EXERCISE REQUIREMENTS: Where the material below has a line containing "pub use error::UvAdvisoryError;", start repeating exactly, and keep going through the line containing "pub fn new(coordinates: Coordinates)", with no other lines.

PROVIDED MATERIAL:
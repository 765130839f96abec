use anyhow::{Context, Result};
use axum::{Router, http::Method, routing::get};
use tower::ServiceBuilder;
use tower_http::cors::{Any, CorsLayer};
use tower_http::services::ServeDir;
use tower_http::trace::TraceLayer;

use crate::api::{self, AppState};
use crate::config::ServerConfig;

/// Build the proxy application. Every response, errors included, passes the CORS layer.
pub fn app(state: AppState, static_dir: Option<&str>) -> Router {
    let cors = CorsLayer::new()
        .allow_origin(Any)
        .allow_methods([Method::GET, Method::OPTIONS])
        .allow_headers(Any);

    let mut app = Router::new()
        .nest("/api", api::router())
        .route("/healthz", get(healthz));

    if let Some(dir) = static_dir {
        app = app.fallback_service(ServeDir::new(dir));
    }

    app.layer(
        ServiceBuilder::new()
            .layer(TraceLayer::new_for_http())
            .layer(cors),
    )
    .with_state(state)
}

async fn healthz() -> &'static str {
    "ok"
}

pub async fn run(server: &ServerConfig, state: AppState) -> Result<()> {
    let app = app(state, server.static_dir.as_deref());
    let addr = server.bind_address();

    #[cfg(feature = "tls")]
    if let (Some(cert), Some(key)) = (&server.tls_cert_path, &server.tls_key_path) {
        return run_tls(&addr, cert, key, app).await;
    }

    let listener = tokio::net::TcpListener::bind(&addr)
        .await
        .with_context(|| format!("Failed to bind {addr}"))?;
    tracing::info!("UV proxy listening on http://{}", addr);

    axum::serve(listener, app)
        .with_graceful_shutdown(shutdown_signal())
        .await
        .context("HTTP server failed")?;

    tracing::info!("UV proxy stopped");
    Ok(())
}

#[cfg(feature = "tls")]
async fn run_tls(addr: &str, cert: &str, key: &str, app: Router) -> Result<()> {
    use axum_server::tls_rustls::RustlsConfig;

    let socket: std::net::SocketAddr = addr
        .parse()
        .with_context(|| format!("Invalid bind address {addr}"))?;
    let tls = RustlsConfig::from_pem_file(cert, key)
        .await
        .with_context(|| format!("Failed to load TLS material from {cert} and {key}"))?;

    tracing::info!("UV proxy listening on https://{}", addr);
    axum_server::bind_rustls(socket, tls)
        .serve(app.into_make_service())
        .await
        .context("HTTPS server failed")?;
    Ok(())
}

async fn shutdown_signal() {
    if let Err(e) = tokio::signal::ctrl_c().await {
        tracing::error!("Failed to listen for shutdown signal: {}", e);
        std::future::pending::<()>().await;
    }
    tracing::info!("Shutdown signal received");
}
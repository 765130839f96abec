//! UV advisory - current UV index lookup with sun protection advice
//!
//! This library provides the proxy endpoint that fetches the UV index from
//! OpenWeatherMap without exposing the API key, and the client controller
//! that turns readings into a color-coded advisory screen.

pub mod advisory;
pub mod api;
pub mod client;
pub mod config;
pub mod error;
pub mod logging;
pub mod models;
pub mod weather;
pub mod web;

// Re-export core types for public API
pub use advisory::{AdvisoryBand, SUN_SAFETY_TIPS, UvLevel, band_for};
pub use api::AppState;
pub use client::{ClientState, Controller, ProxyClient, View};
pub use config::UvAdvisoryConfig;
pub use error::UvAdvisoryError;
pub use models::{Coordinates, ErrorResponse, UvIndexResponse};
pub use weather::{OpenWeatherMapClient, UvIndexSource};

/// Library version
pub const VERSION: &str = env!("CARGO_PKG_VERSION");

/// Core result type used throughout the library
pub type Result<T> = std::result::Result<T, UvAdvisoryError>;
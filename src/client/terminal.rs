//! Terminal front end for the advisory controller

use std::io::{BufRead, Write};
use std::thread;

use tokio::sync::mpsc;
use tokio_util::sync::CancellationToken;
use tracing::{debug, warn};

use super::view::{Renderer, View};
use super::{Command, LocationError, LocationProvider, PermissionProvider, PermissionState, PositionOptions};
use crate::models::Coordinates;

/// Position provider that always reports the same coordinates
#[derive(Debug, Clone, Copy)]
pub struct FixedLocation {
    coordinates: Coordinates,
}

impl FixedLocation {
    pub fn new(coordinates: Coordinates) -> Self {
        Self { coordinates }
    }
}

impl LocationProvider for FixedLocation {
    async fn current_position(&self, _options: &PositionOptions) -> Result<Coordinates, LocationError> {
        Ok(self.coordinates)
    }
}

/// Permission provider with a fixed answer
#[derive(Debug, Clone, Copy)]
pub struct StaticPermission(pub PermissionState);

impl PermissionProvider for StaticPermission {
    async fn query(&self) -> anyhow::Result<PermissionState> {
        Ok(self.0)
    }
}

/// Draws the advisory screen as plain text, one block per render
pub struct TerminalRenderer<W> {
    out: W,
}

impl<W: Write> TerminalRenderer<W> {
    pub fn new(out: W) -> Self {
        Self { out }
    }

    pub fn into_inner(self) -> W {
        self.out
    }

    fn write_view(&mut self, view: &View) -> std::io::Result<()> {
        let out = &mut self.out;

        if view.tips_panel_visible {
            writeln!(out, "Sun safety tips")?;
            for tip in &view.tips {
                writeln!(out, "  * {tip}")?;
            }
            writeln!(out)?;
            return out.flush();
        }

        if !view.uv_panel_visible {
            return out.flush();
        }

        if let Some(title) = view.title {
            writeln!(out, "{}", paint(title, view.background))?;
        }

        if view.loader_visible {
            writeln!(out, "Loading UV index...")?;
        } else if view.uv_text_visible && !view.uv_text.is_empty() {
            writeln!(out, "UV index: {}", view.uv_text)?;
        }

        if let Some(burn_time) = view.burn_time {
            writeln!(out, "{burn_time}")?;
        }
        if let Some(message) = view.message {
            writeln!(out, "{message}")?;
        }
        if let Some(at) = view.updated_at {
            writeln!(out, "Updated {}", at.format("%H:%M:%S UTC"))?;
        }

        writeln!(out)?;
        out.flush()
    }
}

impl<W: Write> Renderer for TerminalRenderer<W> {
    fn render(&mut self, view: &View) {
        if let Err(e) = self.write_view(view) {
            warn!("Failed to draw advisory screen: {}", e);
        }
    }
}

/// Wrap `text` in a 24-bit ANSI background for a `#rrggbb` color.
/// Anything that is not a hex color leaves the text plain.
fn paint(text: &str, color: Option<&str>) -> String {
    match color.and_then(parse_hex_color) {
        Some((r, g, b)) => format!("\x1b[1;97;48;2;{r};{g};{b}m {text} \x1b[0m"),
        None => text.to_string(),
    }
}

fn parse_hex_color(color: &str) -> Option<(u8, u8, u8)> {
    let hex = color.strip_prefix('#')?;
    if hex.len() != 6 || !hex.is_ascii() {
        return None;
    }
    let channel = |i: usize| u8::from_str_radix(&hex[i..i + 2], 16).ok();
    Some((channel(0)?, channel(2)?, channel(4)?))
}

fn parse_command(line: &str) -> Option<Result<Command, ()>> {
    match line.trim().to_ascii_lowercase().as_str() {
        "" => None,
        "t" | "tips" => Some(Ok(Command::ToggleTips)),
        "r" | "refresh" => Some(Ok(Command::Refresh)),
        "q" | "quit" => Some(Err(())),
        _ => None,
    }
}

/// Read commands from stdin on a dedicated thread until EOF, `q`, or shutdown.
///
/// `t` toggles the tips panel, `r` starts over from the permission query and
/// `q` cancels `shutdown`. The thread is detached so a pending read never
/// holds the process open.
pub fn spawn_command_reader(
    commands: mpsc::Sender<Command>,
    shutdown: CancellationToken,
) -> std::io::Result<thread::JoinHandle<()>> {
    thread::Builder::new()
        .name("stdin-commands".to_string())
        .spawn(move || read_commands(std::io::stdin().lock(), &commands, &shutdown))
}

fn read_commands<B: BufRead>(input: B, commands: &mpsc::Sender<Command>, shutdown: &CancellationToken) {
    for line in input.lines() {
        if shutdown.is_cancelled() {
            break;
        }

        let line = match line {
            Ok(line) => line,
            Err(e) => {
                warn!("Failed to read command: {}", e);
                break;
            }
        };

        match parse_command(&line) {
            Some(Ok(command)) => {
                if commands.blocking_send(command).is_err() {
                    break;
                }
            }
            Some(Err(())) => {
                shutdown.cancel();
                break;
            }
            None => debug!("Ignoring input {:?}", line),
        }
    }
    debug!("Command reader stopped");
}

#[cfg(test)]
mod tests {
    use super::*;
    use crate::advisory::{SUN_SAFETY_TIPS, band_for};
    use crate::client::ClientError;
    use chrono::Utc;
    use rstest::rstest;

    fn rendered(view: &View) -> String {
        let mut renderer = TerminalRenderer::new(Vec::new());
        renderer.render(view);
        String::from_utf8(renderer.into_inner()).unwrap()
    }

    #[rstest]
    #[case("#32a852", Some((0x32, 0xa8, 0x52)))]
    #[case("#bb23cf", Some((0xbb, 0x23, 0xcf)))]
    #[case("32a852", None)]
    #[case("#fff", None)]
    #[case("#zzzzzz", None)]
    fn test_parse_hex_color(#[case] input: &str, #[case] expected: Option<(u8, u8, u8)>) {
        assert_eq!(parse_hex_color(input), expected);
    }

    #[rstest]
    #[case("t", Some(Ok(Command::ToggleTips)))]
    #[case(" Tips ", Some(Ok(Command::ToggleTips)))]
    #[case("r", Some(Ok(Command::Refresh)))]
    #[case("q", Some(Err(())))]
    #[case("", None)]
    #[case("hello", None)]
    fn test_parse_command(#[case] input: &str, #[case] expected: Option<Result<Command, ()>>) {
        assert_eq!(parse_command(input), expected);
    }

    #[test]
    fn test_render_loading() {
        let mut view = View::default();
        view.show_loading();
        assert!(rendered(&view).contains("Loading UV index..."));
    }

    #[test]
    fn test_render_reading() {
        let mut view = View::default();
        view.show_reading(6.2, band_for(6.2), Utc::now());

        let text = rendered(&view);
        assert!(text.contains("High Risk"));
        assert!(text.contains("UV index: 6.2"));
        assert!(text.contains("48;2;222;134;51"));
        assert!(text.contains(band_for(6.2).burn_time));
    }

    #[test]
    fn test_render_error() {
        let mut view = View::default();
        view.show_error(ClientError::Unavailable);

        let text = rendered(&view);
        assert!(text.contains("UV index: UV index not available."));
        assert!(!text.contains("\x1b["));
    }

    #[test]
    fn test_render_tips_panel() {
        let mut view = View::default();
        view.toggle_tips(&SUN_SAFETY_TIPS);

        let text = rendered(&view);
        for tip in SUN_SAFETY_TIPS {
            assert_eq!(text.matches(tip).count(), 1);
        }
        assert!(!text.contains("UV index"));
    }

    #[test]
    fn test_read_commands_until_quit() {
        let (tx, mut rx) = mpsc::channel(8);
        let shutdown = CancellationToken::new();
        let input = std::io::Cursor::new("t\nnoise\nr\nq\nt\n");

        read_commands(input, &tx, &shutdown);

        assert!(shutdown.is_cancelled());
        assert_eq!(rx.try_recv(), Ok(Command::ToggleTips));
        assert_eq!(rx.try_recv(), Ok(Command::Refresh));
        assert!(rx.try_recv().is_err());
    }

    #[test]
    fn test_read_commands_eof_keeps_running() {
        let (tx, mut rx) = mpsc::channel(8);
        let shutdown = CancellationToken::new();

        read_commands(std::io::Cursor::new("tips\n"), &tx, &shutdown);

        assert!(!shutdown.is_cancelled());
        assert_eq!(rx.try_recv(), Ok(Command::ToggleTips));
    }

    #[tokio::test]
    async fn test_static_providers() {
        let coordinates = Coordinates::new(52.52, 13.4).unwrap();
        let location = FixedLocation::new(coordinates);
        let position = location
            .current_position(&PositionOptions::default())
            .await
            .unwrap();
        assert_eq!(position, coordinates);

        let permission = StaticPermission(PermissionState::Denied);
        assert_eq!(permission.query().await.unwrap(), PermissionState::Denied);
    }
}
==
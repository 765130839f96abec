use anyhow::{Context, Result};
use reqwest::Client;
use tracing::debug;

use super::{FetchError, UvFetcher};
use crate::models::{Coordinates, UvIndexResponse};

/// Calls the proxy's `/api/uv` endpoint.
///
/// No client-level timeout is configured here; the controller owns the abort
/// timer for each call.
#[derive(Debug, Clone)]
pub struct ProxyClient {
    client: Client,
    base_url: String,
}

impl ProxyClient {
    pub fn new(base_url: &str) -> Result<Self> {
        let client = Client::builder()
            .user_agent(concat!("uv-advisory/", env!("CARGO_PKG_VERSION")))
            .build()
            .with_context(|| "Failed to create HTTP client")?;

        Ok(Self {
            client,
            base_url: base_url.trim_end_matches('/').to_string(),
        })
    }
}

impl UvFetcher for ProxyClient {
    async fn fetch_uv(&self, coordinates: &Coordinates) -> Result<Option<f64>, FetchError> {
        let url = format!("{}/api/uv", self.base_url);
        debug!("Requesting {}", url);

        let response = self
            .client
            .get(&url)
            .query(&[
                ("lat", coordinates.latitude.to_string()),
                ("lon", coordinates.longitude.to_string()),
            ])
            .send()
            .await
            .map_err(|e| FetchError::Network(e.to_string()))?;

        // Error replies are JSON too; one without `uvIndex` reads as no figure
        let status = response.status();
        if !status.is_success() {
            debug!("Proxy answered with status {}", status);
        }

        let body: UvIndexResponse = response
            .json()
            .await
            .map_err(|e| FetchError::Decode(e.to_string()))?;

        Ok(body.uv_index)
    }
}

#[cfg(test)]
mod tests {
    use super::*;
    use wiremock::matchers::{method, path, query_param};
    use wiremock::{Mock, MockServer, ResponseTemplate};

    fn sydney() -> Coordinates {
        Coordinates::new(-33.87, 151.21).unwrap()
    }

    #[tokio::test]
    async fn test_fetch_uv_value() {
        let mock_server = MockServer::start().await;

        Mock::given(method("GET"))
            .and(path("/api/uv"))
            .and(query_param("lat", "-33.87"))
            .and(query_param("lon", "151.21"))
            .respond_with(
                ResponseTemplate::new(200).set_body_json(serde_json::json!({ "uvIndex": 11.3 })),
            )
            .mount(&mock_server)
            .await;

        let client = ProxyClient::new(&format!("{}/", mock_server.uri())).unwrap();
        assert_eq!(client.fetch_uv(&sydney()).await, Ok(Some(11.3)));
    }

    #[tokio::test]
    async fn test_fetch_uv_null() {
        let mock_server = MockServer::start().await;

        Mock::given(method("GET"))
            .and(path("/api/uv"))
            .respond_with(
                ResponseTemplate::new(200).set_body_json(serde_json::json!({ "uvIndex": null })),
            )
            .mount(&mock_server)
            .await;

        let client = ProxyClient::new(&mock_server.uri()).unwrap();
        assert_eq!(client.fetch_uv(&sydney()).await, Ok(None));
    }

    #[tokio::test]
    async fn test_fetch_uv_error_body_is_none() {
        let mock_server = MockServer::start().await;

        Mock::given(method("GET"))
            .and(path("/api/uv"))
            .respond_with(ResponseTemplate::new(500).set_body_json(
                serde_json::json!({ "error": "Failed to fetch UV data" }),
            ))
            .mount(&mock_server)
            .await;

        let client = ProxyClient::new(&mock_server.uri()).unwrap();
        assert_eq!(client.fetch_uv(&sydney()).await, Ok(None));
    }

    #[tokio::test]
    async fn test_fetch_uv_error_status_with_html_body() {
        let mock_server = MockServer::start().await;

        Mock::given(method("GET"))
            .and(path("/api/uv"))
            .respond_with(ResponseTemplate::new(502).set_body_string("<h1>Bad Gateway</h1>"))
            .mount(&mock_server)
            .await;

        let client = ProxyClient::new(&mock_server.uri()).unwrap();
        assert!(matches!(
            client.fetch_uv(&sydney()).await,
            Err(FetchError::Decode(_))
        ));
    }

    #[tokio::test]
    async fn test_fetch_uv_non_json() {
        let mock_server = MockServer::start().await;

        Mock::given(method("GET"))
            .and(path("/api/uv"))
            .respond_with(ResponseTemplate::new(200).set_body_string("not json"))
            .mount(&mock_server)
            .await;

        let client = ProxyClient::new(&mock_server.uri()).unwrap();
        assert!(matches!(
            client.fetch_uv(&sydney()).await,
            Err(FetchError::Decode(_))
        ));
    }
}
* * *
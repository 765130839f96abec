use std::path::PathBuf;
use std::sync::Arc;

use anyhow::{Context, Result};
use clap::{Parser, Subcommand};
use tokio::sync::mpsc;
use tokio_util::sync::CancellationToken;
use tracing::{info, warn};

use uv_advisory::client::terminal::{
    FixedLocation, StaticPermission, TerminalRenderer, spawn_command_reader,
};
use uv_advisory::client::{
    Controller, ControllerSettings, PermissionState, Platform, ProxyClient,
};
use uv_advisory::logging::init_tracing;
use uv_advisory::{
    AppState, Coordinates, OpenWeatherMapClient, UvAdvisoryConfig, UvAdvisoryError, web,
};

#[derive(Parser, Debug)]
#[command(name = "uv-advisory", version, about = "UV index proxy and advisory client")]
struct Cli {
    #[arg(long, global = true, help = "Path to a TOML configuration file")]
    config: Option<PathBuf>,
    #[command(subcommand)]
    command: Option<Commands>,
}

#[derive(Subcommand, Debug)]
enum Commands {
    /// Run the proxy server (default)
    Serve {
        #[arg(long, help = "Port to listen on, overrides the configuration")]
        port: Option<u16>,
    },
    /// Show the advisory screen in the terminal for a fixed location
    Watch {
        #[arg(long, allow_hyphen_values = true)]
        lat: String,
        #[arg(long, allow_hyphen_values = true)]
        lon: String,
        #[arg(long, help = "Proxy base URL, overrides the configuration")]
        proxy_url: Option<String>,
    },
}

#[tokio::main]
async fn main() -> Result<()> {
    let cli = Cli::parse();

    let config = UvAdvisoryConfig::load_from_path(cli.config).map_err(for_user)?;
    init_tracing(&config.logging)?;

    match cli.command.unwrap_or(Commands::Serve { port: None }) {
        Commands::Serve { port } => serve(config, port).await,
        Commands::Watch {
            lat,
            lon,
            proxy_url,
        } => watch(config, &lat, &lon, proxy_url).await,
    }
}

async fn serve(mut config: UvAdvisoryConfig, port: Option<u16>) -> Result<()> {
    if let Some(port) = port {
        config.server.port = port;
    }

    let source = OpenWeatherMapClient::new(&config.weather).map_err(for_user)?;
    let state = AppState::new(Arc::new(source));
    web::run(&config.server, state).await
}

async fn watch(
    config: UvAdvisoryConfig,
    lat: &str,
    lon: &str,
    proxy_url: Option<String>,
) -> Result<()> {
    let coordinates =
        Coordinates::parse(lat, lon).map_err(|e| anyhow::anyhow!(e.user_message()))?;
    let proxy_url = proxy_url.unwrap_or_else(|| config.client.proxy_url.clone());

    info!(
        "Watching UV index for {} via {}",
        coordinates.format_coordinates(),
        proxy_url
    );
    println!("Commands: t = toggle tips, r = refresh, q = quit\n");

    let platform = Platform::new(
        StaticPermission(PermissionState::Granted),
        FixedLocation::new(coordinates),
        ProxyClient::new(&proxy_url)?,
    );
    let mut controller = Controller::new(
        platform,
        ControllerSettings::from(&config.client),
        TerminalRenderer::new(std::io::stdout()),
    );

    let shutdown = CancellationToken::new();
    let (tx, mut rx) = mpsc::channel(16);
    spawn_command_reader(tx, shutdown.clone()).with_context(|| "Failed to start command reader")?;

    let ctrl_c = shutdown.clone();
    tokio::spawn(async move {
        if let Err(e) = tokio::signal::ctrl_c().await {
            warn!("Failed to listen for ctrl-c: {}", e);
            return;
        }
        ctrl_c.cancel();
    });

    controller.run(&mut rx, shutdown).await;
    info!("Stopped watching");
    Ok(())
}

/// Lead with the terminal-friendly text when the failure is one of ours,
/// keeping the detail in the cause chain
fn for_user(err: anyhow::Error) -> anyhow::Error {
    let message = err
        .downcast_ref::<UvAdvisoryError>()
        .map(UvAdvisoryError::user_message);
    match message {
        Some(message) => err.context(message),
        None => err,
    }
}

EXERCISE OUTPUT:
pub use error::UvAdvisoryError;
pub use models::{Coordinates, ErrorResponse, UvIndexResponse};
pub use weather::{OpenWeatherMapClient, UvIndexSource};

/// Library version
pub const VERSION: &str = env!("CARGO_PKG_VERSION");

/// Core result type used throughout the library
pub type Result<T> = std::result::Result<T, UvAdvisoryError>;
filename src/client/terminal.rs
//! Terminal front end for the advisory controller

use std::io::{BufRead, Write};
use std::thread;

use tokio::sync::mpsc;
use tokio_util::sync::CancellationToken;
use tracing::{debug, warn};

use super::view::{Renderer, View};
use super::{Command, LocationError, LocationProvider, PermissionProvider, PermissionState, PositionOptions};
use crate::models::Coordinates;

/// Position provider that always reports the same coordinates
#[derive(Debug, Clone, Copy)]
pub struct FixedLocation {
    coordinates: Coordinates,
}

impl FixedLocation {
    pub fn new(coordinates: Coordinates) -> Self {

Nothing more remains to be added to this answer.